Records for this exercise -

--

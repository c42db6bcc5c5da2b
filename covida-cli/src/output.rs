//! JSON lines output for replayed sessions

use chrono::Utc;
use covida_native::{
    AnnotationHeader, AnnotationSink, BridgeError, BridgeEvent, Circle, Line, Point,
    RecordingSink,
};
use serde::Serialize;
use std::io::Write;

#[derive(Serialize)]
struct Stamped<'a> {
    received_at: String,
    #[serde(flatten)]
    event: &'a BridgeEvent,
}

/// Sink that writes every notification as one JSON object per line
pub struct JsonSink<W: Write> {
    out: W,
    recorder: RecordingSink,
}

impl<W: Write> JsonSink<W> {
    pub fn new(out: W) -> Self {
        Self {
            out,
            recorder: RecordingSink::new(),
        }
    }

    pub fn into_inner(self) -> W {
        self.out
    }

    fn flush_events(&mut self) -> covida_native::Result<()> {
        for event in self.recorder.take() {
            let stamped = Stamped {
                received_at: Utc::now().to_rfc3339(),
                event: &event,
            };
            serde_json::to_writer(&mut self.out, &stamped)
                .map_err(|e| BridgeError::CallbackError(format!("JSON encoding failed: {}", e)))?;
            writeln!(self.out)?;
        }
        Ok(())
    }
}

impl<W: Write> AnnotationSink for JsonSink<W> {
    fn on_image_opened(&mut self, path: &str) -> covida_native::Result<()> {
        self.recorder.on_image_opened(path)?;
        self.flush_events()
    }

    fn on_image_closed(&mut self, path: &str) -> covida_native::Result<()> {
        self.recorder.on_image_closed(path)?;
        self.flush_events()
    }

    fn on_video_opened(&mut self, path: &str) -> covida_native::Result<()> {
        self.recorder.on_video_opened(path)?;
        self.flush_events()
    }

    fn on_video_closed(&mut self, path: &str) -> covida_native::Result<()> {
        self.recorder.on_video_closed(path)?;
        self.flush_events()
    }

    fn on_circle(
        &mut self,
        header: &AnnotationHeader,
        circle: &Circle,
        stroke: &[Point],
    ) -> covida_native::Result<()> {
        self.recorder.on_circle(header, circle, stroke)?;
        self.flush_events()
    }

    fn on_line(
        &mut self,
        header: &AnnotationHeader,
        line: &Line,
        stroke: &[Point],
    ) -> covida_native::Result<()> {
        self.recorder.on_line(header, line, stroke)?;
        self.flush_events()
    }

    fn on_polygon(&mut self, header: &AnnotationHeader, stroke: &[Point]) -> covida_native::Result<()> {
        self.recorder.on_polygon(header, stroke)?;
        self.flush_events()
    }
}
//! Core types for the CoVida native bridge
//!
//! This module defines the values that cross from the JVM into native code:
//! stroke points, annotation headers and shape geometry. None of these outlive
//! a single notification; they are built by the boundary adapter, handed to a
//! sink by reference and dropped when the call returns.

use serde::{Deserialize, Serialize};
use std::fmt;

/// Result type for bridge operations
pub type Result<T> = std::result::Result<T, BridgeError>;

/// A 2-D point of a drawn stroke
///
/// The layout is C-compatible so that a converted stroke can be handed to a
/// native plugin as a plain `(pointer, length)` pair.
#[repr(C)]
#[derive(Debug, Clone, Copy, PartialEq, Default, Serialize, Deserialize)]
pub struct Point {
    pub x: f32,
    pub y: f32,
}

impl Point {
    pub const fn new(x: f32, y: f32) -> Self {
        Self { x, y }
    }
}

impl fmt::Display for Point {
    fn fmt(&self, f: &mut fmt::Formatter<'_>) -> fmt::Result {
        write!(f, "({}, {})", self.x, self.y)
    }
}

impl From<(f32, f32)> for Point {
    fn from((x, y): (f32, f32)) -> Self {
        Self { x, y }
    }
}

/// Kind of media the host application has open
#[derive(Debug, Clone, Copy, PartialEq, Eq, Hash, Serialize, Deserialize)]
#[serde(rename_all = "lowercase")]
pub enum MediaKind {
    Image,
    Video,
}

impl fmt::Display for MediaKind {
    fn fmt(&self, f: &mut fmt::Formatter<'_>) -> fmt::Result {
        match self {
            MediaKind::Image => write!(f, "image"),
            MediaKind::Video => write!(f, "video"),
        }
    }
}

/// Coordinate convention of stroke points and shape geometry
///
/// The host decides per installation whether it reports absolute pixel
/// coordinates or coordinates relative to the media size. The bridge only
/// labels the values; it never rescales them.
#[derive(Debug, Clone, Copy, PartialEq, Eq, Default, Serialize, Deserialize)]
#[serde(rename_all = "lowercase")]
pub enum CoordinateSpace {
    /// Pixel coordinates of the displayed media
    #[default]
    Absolute,
    /// Coordinates normalized to [0, 1]
    Relative,
}

impl fmt::Display for CoordinateSpace {
    fn fmt(&self, f: &mut fmt::Formatter<'_>) -> fmt::Result {
        match self {
            CoordinateSpace::Absolute => write!(f, "absolute"),
            CoordinateSpace::Relative => write!(f, "relative"),
        }
    }
}

/// Inclusive range of video frames an annotation applies to
#[derive(Debug, Clone, Copy, PartialEq, Eq, Serialize, Deserialize)]
pub struct FrameRange {
    pub start: i64,
    pub stop: i64,
}

/// Fields shared by every annotation notification
#[derive(Debug, Clone, PartialEq, Serialize, Deserialize)]
pub struct AnnotationHeader {
    /// Absolute path of the annotated image or video
    pub path: String,
    /// Free-text annotation entered by the user
    pub description: String,
    /// Start frame as sent by the host (0 for still images)
    pub start: i64,
    /// Stop frame as sent by the host (0 for still images)
    pub stop: i64,
    /// Kind under which `path` is currently open, if the bridge saw it opened
    pub media: Option<MediaKind>,
    /// Coordinate convention of the geometry and stroke
    pub space: CoordinateSpace,
}

impl AnnotationHeader {
    /// Create a header for an annotation on media the bridge does not track yet
    pub fn new(
        path: impl Into<String>,
        description: impl Into<String>,
        start: i64,
        stop: i64,
    ) -> Self {
        Self {
            path: path.into(),
            description: description.into(),
            start,
            stop,
            media: None,
            space: CoordinateSpace::default(),
        }
    }

    /// Frame range this annotation applies to
    ///
    /// Images have no frames, so `start`/`stop` are ignored for them. For paths
    /// the bridge never saw opened, a `0..0` pair is read as "no frames".
    pub fn frames(&self) -> Option<FrameRange> {
        let range = FrameRange {
            start: self.start,
            stop: self.stop,
        };
        match self.media {
            Some(MediaKind::Video) => Some(range),
            Some(MediaKind::Image) => None,
            None if self.start == 0 && self.stop == 0 => None,
            None => Some(range),
        }
    }
}

/// Summary geometry of a drawn circle
#[derive(Debug, Clone, Copy, PartialEq, Serialize, Deserialize)]
pub struct Circle {
    pub center: Point,
    pub radius: f32,
}

/// Summary geometry of a drawn line
#[derive(Debug, Clone, Copy, PartialEq, Serialize, Deserialize)]
pub struct Line {
    pub start: Point,
    pub end: Point,
}

/// Errors raised while crossing the boundary or dispatching to a sink
#[derive(Debug, thiserror::Error)]
pub enum BridgeError {
    #[error("Null {0} passed across the JNI boundary")]
    NullArgument(&'static str),

    #[error("Null element at index {0} of the point array")]
    NullPoint(usize),

    #[error("JNI error: {0}")]
    Jni(#[from] jni::errors::Error),

    #[error("Failed to parse config file: {0}")]
    ConfigParseError(#[from] toml::de::Error),

    #[error("Failed to load plugin: {0}")]
    PluginLoadError(String),

    #[error("Callback failed: {0}")]
    CallbackError(String),

    #[error("IO error: {0}")]
    IoError(#[from] std::io::Error),
}

#[cfg(test)]
mod tests {
    use super::*;

    #[test]
    fn test_point_display() {
        assert_eq!(Point::new(34.0, 12.5).to_string(), "(34, 12.5)");
        assert_eq!(Point::from((1.0, 2.0)), Point::new(1.0, 2.0));
    }

    #[test]
    fn test_frames_follow_media_kind() {
        let mut header = AnnotationHeader::new("clip.mp4", "wilting", 10, 42);

        header.media = Some(MediaKind::Video);
        assert_eq!(header.frames(), Some(FrameRange { start: 10, stop: 42 }));

        header.media = Some(MediaKind::Image);
        assert_eq!(header.frames(), None);
    }

    #[test]
    fn test_frames_for_untracked_media() {
        let still = AnnotationHeader::new("a.png", "d", 0, 0);
        assert_eq!(still.frames(), None);

        let clip = AnnotationHeader::new("b.avi", "d", 0, 7);
        assert_eq!(clip.frames(), Some(FrameRange { start: 0, stop: 7 }));
    }

    #[test]
    fn test_enum_serialization() {
        assert_eq!(serde_json::to_string(&MediaKind::Video).unwrap(), "\"video\"");
        assert_eq!(
            serde_json::to_string(&CoordinateSpace::Relative).unwrap(),
            "\"relative\""
        );
    }
}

--

What is expected - Please filter the data down to the lines containing the word "AnnotationSink".

Response -
    AnnotationHeader, AnnotationSink, BridgeError, BridgeEvent, Circle, Line, Point,
impl<W: Write> AnnotationSink for JsonSink<W> {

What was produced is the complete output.